British public sector workers strike in pensions row
Hundreds of thousands of British public sector workers went on strike Thursday to defend their pensions, causing widespread school closures in a major challenge to the year-old government.
Jobcentres, tax offices and museums were also closed across the country as four unions called out up to 600,000 workers to protest against plans to make them work longer and pay more into their pensions.
However, airport operator BAA said fears of delays at London Heathrow from a walkout by immigration and customs staff had failed to materialise on Thursday morning.
Prime Minister David Cameron said the strike was premature as the changes were still being negotiated, and warned that with an ageing population reform was inevitable because "the pension system is in danger of going broke".
Action by three education unions caused the closure of about a third of schools in England and the disruption of another third, according to the Department for Education. There was also widespread disruption in Wales.
Picket lines were also set up outside government buildings, law courts and even the British Museum, and several thousand people gathered for a march in London, brandishing banners calling for "Fair pensions for all".
"I will lose £60,000 (66,000 euros, ê96,000), I'll pay an extra £60 a month and I'll have to work seven or eight years longer" under the reforms, said Richard Jones, a 39-year-old civil servant on the march.
It looks set to be the largest public sector strike since one million local government workers walked out in March 2006, and some union leaders have warned it may only be the beginning of months of industrial unrest over pensions.
Cameron's Conservative-Liberal Democrat coalition has been the focal point of public sector anger after it announced a two-year pay freeze and 330,000 job losses by 2015 in an attempt to rein in a record budget deficit.
It is now facing the possibility of widespread unrest just 13 months after it took office over plans to delay the retirement age for public sector workers by up to six years, increase their contributions and replace their final salary pensions with ones based on their average career earnings.
"This is the best-supported strike we've ever had," said Mark Serwotka, the head of the Public and Commercial Services (PCS) union, which has called out 250,000 civil servants for the strike.
He said they were sending "a clear message to the government that they will not tolerate these attacks on their hard-earned pensions rights".
The biggest impact appeared to be on schools as members of the National Union of Teachers (NUT) and the Association of Teachers and Lecturers (ATL) walked out.
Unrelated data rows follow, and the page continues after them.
// crates/server/src/lib.rs
//! Fintrack server library.
//!
//! Axum HTTP/WebSocket boundary over the job registry: job listings and
//! snapshots over REST, live job update streams over WebSocket.

pub mod config;
pub mod error;
pub mod routes;
pub mod state;

pub use config::ServerConfig;
pub use error::*;
pub use routes::api_routes;
pub use state::AppState;

use std::sync::Arc;

use axum::Router;
use tower_http::cors::{Any, CorsLayer};
use tower_http::trace::TraceLayer;

/// Create the Axum application with all routes and middleware.
///
/// This sets up:
/// - API routes (health, jobs, job observers)
/// - CORS for the frontend (allows any origin)
/// - Request tracing
pub fn create_app(state: Arc<AppState>) -> Router {
    let cors = CorsLayer::new()
        .allow_origin(Any)
        .allow_methods(Any)
        .allow_headers(Any);

    Router::new()
        .merge(api_routes(state))
        .layer(cors)
        .layer(TraceLayer::new_for_http())
}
Staff in the University and College Union (UCU) also joined them.
Education minister Michael Gove said he was "disappointed" at the action.
Ministers say the strike is premature given that talks on the reforms were ongoing, and note that Unison, the biggest public sector union with 1.3 million members, had opted to keep talking, although it may strike later this year.
Francis Maude, the minister who oversees the civil service, told BBC radio: "You cannot continue to have more and more people in retirement being supported by fewer and fewer people in work. Long-term reform is needed."
However, the unions say they have already accepted reforms over the past decade but say the government is trying to push through the new changes without any offer of compromise.
Ed Miliband, the leader of the main opposition Labour party which has historically close ties to the trade union movement, urged both sides to return to the negotiating table.
"These strikes are wrong at a time when negotiations are still going on but parents and the public have been let down by both sides because the government has acted in a reckless and provocative manner," he said.
A ComRes poll this week found 49 percent of the public believed the workers had a legitimate reason to strike.